◆ WHAT THE EXERCISE ASKS ◆
Your task is to reproduce exactly the lines that run from the beginning of the data through the line where "distribution with mean" appears.

Stored data entries
◆ ◆ ◆ ◆

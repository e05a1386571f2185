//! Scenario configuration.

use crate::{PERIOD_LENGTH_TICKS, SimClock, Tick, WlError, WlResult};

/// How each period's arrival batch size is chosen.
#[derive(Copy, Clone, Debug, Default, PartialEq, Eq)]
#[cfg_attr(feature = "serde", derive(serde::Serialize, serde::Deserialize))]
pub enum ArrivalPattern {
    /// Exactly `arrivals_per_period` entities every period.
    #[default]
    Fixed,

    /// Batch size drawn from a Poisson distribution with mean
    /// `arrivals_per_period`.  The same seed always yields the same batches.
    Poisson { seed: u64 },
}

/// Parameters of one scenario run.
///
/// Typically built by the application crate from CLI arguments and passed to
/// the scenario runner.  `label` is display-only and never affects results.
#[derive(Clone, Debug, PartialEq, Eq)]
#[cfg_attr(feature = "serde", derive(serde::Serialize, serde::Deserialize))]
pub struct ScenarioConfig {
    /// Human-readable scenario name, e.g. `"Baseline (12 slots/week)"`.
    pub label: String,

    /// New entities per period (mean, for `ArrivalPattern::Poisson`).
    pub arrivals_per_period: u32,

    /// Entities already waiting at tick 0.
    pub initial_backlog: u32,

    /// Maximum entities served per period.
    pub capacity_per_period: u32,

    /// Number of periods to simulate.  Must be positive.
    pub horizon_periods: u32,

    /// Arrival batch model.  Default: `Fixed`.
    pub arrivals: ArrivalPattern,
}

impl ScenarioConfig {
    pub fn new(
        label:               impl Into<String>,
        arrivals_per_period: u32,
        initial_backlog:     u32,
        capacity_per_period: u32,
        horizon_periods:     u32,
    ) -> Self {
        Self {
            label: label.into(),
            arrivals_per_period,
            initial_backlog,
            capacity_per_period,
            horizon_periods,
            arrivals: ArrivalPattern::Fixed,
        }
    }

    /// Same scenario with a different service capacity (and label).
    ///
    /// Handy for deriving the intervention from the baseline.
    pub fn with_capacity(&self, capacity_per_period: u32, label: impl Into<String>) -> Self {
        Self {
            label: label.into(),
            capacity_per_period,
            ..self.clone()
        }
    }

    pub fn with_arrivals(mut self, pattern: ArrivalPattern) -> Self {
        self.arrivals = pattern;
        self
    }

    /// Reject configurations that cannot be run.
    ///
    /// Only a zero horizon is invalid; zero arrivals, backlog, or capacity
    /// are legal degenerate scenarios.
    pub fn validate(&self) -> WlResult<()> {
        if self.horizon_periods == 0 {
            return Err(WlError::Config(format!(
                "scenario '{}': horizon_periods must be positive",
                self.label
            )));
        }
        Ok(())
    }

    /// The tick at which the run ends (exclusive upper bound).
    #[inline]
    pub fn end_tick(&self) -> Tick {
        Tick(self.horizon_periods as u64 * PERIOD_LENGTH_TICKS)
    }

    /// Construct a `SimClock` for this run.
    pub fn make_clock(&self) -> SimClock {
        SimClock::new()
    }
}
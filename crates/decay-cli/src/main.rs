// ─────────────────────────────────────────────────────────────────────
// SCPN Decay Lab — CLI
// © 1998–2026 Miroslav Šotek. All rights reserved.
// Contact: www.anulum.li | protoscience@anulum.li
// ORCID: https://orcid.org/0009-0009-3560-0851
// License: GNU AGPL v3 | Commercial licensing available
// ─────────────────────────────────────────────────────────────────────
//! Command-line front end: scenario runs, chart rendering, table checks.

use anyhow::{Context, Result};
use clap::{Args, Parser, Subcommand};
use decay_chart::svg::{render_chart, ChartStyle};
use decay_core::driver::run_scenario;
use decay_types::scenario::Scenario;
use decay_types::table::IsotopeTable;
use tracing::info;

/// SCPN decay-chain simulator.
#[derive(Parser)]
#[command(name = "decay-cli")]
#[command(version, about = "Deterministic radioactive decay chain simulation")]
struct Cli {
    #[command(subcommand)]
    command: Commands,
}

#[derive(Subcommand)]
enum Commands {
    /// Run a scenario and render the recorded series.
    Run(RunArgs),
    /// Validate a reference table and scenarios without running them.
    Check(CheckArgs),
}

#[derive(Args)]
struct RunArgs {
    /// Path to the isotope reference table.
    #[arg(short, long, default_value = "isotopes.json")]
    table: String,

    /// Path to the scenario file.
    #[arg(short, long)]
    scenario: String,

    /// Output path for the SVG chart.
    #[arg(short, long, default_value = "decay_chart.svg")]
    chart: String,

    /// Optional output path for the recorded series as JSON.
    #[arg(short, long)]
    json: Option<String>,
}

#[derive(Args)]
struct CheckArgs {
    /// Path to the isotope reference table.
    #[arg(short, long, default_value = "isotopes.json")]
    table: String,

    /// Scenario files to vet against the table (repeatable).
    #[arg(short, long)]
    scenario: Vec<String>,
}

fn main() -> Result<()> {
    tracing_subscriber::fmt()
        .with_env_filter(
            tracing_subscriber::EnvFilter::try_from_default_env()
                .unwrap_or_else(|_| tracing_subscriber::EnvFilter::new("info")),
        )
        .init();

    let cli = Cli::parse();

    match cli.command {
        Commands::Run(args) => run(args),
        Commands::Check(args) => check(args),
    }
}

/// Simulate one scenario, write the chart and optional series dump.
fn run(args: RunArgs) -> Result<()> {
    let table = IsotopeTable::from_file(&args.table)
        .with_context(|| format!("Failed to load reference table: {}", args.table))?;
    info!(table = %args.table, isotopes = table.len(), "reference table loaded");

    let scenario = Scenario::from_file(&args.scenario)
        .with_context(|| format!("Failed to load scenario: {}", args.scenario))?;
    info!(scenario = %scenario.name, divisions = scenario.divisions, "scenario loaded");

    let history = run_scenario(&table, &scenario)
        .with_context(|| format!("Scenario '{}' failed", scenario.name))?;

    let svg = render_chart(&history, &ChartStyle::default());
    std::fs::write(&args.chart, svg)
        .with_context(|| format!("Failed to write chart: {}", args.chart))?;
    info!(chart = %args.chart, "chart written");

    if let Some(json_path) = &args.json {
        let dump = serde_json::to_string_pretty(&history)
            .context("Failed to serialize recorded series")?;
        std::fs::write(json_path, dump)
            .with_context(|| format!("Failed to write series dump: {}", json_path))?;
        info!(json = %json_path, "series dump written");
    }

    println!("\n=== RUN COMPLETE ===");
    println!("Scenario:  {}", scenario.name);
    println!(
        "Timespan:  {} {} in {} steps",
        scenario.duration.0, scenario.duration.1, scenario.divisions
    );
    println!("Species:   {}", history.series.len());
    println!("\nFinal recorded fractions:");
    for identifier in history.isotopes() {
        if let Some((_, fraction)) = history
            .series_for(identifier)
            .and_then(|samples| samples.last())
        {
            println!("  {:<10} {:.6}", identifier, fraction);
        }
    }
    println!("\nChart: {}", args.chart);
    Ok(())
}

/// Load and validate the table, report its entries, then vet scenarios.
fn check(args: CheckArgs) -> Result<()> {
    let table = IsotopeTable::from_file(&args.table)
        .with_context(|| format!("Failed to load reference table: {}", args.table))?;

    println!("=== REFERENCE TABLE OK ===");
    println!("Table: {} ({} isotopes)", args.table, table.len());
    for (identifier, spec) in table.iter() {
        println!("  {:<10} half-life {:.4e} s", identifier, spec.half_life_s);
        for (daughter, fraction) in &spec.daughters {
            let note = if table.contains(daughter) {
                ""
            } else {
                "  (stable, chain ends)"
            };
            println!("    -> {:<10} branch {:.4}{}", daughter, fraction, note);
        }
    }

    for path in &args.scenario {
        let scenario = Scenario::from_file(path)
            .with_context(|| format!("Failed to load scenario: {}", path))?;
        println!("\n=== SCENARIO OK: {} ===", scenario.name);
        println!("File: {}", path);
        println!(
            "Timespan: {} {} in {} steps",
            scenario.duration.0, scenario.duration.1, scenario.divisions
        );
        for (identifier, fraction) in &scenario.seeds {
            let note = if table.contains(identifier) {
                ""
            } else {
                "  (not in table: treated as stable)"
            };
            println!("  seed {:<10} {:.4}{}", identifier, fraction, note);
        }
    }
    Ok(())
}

◆ ◆ ◆ ◆

◆ OUTPUT BELOW ◆
repository e05a1386571f2185
//! Scenario configuration.

use crate::{PERIOD_LENGTH_TICKS, SimClock, Tick, WlError, WlResult};

/// How each period's arrival batch size is chosen.
#[derive(Copy, Clone, Debug, Default, PartialEq, Eq)]
#[cfg_attr(feature = "serde", derive(serde::Serialize, serde::Deserialize))]
pub enum ArrivalPattern {
    /// Exactly `arrivals_per_period` entities every period.
    #[default]
    Fixed,

    /// Batch size drawn from a Poisson distribution with mean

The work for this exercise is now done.